▶ Exercise details
Using the listing below, count every line that contains the word "NodeKind"; respond with the count alone.

▶ Provided records
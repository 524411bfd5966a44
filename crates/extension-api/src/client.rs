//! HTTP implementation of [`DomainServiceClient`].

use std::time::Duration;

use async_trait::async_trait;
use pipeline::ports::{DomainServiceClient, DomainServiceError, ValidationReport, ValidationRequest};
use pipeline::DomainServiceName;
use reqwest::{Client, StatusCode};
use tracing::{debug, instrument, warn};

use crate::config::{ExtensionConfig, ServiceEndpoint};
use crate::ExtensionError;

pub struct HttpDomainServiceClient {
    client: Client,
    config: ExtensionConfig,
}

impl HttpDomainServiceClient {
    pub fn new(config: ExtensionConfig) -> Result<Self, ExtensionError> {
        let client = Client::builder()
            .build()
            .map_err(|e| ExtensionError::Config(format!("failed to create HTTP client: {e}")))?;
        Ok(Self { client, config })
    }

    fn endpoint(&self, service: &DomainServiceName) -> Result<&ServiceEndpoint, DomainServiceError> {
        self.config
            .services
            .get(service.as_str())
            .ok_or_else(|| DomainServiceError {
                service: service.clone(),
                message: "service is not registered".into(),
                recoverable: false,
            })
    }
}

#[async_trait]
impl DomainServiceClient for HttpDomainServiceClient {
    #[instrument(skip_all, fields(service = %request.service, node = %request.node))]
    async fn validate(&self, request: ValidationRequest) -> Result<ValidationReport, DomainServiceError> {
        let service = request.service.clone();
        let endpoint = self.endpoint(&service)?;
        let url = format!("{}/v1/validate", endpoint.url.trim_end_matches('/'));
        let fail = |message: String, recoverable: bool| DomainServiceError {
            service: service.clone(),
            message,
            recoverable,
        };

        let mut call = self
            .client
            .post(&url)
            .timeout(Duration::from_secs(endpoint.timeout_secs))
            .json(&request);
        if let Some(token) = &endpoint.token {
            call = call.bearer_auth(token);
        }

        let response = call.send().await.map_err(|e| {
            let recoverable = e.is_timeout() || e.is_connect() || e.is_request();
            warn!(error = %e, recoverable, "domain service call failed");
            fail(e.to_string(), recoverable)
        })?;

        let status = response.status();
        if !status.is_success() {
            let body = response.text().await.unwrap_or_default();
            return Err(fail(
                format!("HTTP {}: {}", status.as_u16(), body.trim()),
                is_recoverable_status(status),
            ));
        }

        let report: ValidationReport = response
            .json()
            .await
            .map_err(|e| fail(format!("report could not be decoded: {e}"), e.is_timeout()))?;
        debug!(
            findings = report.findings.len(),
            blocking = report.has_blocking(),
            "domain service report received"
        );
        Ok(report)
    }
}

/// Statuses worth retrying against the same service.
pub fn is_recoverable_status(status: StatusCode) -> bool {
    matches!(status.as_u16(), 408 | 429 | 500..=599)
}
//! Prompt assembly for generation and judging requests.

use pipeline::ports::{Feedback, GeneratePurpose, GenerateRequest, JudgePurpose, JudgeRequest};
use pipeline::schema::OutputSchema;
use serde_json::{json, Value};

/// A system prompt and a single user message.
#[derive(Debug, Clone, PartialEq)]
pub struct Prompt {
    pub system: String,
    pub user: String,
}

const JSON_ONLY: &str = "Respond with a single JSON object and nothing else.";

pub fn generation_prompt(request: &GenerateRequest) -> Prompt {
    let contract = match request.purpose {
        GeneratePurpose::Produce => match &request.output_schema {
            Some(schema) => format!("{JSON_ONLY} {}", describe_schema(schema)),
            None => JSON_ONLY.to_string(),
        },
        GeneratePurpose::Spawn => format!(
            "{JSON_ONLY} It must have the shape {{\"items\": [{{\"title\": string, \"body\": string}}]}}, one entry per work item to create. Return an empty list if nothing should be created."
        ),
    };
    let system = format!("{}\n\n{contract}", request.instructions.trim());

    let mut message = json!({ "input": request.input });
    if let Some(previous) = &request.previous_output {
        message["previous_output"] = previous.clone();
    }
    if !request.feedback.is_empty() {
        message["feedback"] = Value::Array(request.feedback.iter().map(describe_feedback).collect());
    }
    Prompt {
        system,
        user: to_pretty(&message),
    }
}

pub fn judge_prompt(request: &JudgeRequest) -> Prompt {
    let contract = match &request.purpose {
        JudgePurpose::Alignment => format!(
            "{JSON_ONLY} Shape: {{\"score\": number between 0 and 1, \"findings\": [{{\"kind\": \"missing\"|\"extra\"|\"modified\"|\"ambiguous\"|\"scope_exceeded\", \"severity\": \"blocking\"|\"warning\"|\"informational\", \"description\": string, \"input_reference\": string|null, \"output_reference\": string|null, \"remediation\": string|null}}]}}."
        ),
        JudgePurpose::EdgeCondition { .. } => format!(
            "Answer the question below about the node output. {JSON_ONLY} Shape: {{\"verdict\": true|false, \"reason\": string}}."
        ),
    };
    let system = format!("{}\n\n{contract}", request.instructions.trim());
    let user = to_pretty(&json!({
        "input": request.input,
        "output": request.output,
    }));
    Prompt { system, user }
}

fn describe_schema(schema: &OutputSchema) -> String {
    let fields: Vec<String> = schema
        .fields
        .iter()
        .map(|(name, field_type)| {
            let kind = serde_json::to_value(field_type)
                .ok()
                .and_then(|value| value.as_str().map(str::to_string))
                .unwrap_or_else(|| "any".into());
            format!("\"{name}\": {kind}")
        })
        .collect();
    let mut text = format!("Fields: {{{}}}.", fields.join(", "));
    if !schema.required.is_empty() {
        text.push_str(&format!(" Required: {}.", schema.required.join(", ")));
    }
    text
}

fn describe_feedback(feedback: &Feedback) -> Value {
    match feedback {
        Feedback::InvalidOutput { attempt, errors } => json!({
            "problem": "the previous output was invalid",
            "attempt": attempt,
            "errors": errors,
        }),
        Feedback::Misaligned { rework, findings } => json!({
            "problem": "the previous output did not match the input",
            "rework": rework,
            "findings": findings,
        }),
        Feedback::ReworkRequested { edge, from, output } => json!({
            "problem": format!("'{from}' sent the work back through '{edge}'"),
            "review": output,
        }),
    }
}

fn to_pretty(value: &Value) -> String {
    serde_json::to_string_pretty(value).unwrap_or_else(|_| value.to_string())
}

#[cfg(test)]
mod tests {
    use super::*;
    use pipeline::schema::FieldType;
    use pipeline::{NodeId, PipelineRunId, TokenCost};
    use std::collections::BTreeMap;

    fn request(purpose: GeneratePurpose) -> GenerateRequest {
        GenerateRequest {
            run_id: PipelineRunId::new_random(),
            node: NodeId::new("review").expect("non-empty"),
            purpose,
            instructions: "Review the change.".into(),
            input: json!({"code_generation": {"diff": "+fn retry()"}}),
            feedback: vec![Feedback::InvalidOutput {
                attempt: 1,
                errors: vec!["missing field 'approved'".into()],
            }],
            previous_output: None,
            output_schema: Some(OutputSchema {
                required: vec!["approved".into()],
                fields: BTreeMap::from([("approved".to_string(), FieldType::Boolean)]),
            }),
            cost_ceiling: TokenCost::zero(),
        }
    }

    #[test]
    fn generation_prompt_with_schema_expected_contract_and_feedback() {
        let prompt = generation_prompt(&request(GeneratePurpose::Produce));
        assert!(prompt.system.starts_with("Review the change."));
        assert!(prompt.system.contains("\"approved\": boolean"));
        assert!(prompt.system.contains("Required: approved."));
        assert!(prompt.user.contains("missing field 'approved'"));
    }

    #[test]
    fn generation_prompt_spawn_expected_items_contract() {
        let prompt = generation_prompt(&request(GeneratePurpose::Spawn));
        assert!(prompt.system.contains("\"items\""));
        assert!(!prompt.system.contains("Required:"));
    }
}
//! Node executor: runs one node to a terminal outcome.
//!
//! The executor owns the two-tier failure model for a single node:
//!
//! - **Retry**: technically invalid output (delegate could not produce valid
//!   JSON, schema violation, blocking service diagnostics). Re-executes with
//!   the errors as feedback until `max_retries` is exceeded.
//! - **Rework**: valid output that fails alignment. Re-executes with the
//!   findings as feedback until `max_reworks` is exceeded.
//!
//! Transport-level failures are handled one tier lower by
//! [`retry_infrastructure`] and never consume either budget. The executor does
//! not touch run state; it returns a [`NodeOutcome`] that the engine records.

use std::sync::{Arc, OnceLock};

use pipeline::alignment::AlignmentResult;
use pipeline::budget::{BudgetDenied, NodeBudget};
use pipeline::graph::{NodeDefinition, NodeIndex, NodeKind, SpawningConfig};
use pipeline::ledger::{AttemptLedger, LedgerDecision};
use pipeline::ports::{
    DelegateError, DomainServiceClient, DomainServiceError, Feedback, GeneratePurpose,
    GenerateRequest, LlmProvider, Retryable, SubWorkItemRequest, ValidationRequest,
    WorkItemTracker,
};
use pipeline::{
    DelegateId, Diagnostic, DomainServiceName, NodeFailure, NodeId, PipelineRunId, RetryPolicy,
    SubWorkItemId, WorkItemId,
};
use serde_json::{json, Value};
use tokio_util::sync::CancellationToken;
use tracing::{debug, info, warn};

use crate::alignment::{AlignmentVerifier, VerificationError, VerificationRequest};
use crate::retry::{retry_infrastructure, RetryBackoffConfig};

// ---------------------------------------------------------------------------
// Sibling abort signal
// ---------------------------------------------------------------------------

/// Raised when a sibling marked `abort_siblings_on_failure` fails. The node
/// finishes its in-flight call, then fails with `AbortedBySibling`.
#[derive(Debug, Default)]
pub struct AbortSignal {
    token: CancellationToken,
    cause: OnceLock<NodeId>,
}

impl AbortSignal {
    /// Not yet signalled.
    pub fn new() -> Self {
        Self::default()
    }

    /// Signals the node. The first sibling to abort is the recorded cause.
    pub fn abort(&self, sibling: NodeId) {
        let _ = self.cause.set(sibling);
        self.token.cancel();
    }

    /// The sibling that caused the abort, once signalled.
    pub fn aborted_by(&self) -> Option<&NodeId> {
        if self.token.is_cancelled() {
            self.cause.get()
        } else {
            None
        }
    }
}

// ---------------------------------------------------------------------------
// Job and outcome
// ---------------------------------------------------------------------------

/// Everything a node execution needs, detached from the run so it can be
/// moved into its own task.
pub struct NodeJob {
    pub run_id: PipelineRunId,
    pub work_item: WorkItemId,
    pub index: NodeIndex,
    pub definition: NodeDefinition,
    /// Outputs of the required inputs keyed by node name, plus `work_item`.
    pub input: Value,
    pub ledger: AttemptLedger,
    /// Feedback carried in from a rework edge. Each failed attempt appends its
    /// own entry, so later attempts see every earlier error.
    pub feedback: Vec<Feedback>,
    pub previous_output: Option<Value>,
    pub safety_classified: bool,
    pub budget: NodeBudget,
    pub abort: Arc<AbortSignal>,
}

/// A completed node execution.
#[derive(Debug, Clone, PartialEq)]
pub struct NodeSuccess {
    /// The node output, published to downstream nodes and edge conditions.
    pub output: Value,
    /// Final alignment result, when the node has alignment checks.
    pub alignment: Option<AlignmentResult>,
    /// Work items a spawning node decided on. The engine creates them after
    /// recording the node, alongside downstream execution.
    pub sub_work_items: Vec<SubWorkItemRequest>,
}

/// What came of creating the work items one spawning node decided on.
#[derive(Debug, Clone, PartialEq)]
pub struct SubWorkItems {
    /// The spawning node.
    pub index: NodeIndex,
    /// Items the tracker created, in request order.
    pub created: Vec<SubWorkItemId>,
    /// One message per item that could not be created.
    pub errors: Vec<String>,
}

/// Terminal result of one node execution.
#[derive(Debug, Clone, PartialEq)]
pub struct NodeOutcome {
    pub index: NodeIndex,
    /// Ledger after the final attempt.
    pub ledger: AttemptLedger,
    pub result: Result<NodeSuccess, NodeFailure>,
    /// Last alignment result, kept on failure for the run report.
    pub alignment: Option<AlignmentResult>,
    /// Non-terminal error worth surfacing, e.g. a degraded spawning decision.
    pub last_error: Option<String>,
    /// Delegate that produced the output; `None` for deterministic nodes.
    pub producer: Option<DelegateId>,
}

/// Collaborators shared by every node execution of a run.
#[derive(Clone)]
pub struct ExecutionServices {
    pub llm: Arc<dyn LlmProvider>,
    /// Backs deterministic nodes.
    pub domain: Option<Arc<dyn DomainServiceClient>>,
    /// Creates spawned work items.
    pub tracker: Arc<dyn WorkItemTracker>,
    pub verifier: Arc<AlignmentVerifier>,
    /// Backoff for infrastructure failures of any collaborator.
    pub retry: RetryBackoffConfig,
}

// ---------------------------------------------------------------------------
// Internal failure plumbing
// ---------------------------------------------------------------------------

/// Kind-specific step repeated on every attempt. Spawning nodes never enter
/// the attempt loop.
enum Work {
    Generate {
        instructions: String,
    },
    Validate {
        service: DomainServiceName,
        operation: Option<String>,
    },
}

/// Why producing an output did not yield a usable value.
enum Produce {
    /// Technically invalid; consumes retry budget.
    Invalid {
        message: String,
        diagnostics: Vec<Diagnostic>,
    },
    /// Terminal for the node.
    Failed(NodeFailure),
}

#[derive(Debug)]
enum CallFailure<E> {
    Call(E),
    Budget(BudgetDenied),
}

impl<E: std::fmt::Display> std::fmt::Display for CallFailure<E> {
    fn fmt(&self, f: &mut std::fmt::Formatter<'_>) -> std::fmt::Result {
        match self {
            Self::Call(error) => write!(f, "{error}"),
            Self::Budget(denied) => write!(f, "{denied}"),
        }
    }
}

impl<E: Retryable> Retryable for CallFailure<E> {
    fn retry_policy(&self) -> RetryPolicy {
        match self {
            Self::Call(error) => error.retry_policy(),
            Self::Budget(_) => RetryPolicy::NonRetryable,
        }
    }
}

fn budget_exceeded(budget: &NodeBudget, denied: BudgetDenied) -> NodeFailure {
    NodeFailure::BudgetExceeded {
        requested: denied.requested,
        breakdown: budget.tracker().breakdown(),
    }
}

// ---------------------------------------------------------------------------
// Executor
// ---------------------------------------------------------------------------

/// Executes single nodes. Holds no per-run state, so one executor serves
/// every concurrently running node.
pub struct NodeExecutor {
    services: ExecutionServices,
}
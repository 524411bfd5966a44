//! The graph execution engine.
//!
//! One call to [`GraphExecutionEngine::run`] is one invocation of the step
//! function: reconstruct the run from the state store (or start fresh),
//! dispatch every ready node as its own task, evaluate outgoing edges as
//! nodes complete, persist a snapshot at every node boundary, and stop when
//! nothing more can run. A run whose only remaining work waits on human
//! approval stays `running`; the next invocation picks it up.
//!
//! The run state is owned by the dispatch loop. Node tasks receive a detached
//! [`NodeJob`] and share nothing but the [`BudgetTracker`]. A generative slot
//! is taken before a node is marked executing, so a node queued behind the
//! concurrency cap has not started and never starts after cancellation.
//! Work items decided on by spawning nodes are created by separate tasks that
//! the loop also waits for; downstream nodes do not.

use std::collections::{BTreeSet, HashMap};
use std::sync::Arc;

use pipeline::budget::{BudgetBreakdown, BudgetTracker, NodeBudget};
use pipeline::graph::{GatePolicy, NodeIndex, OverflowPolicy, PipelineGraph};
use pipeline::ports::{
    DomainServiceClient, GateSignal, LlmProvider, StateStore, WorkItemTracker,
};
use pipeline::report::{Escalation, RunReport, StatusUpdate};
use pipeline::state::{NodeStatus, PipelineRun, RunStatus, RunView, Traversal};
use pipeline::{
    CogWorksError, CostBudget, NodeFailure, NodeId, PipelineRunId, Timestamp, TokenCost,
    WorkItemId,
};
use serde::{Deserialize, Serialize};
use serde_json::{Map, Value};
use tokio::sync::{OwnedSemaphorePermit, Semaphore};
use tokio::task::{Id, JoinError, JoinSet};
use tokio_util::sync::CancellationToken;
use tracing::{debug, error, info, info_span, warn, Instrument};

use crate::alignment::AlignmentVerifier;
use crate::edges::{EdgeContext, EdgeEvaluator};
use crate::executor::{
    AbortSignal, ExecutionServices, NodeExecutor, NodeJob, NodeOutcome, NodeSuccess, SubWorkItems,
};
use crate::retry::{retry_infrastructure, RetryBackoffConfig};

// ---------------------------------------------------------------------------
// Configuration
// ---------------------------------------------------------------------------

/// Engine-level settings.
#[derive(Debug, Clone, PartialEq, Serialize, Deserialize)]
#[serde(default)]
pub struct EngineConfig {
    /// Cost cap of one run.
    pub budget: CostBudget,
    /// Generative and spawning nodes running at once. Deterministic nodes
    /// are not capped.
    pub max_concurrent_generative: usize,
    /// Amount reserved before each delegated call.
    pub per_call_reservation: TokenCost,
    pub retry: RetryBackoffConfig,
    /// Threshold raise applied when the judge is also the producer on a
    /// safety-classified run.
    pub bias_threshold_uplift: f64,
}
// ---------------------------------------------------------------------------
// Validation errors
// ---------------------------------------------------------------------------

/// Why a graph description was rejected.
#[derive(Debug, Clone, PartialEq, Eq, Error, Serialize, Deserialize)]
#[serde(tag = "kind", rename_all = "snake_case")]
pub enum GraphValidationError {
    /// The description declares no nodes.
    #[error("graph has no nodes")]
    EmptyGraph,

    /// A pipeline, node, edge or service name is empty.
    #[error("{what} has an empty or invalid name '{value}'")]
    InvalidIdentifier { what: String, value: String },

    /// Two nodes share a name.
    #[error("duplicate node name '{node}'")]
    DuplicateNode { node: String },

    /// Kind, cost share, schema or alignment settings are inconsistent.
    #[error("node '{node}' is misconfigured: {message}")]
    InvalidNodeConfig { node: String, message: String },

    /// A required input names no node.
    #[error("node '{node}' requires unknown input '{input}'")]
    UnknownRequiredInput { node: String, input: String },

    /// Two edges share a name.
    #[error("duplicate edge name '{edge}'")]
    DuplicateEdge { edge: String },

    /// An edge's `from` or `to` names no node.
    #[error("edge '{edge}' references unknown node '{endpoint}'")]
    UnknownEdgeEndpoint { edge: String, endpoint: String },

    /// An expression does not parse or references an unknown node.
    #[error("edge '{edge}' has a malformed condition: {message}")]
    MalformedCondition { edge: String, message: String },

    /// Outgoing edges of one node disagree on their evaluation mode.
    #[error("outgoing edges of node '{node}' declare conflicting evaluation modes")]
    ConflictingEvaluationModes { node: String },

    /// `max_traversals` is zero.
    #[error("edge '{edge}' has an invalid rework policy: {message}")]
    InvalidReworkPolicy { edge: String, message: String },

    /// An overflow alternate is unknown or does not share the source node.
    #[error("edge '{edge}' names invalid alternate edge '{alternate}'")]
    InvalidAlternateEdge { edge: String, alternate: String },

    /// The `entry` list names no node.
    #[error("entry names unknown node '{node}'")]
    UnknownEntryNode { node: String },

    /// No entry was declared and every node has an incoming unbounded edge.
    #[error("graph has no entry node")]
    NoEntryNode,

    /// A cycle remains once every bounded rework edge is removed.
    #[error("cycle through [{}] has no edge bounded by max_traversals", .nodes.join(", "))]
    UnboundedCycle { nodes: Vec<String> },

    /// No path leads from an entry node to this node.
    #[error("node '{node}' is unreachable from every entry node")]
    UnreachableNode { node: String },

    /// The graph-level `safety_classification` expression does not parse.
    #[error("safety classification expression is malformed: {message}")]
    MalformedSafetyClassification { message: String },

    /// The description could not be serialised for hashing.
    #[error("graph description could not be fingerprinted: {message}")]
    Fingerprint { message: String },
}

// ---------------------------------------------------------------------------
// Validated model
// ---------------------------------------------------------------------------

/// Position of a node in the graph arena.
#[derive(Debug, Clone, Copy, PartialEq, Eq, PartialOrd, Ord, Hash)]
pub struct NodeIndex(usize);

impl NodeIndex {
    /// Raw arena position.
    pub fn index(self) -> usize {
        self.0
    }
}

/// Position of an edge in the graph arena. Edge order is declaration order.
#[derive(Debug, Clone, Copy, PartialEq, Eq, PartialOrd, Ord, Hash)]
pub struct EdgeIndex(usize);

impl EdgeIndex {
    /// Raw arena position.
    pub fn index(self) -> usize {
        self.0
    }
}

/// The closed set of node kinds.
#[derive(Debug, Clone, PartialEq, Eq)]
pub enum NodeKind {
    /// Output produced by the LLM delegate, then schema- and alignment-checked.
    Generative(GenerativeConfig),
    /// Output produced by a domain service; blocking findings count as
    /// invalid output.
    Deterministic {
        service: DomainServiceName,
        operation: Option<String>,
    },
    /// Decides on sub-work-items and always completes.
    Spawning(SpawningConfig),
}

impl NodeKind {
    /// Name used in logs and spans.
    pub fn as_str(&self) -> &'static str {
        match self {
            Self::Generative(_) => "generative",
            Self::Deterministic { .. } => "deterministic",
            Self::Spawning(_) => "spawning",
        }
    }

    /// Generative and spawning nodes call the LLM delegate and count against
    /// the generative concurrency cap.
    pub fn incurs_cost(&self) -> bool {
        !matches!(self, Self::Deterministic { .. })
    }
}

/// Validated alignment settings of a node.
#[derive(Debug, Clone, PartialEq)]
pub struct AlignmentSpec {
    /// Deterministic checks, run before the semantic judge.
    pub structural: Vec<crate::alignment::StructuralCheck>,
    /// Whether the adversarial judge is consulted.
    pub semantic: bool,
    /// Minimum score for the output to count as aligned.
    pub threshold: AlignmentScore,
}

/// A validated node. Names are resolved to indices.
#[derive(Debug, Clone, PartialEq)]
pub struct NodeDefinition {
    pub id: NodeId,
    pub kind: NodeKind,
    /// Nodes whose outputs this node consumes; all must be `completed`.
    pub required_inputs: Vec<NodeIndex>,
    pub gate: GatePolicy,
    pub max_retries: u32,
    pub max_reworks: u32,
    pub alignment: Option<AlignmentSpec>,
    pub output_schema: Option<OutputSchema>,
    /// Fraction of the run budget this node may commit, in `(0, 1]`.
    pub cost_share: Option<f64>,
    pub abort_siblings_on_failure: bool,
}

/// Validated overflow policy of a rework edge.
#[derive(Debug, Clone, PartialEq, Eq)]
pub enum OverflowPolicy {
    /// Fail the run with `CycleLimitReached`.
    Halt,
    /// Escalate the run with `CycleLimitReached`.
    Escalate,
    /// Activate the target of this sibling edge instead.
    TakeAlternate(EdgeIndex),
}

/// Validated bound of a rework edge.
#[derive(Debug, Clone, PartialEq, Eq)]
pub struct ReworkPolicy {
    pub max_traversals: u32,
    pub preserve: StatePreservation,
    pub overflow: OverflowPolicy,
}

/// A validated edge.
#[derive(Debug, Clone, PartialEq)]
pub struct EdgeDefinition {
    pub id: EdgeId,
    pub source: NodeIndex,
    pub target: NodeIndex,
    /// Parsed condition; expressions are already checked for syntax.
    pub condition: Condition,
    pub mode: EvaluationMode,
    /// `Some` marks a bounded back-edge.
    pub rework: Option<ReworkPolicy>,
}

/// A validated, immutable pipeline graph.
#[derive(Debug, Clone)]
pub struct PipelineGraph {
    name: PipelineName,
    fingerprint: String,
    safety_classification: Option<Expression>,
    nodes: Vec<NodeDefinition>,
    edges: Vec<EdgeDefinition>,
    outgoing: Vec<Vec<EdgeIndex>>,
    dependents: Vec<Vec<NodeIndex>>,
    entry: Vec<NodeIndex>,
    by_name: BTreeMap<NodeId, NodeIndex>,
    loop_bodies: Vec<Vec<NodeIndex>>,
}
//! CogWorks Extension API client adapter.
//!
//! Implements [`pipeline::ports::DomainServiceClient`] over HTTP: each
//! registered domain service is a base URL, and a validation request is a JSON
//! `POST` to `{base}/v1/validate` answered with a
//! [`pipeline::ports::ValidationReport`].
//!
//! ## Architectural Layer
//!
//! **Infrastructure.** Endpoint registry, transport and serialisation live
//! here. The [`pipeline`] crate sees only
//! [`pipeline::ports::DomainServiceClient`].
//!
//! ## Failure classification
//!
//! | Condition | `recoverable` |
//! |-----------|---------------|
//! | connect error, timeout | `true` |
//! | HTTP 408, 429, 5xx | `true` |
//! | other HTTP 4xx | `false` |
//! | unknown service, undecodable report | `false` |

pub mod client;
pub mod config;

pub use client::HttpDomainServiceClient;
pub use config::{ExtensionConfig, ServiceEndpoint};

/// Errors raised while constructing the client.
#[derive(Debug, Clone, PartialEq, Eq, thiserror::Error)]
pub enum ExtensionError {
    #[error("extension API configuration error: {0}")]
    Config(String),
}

▶ Exercise result
4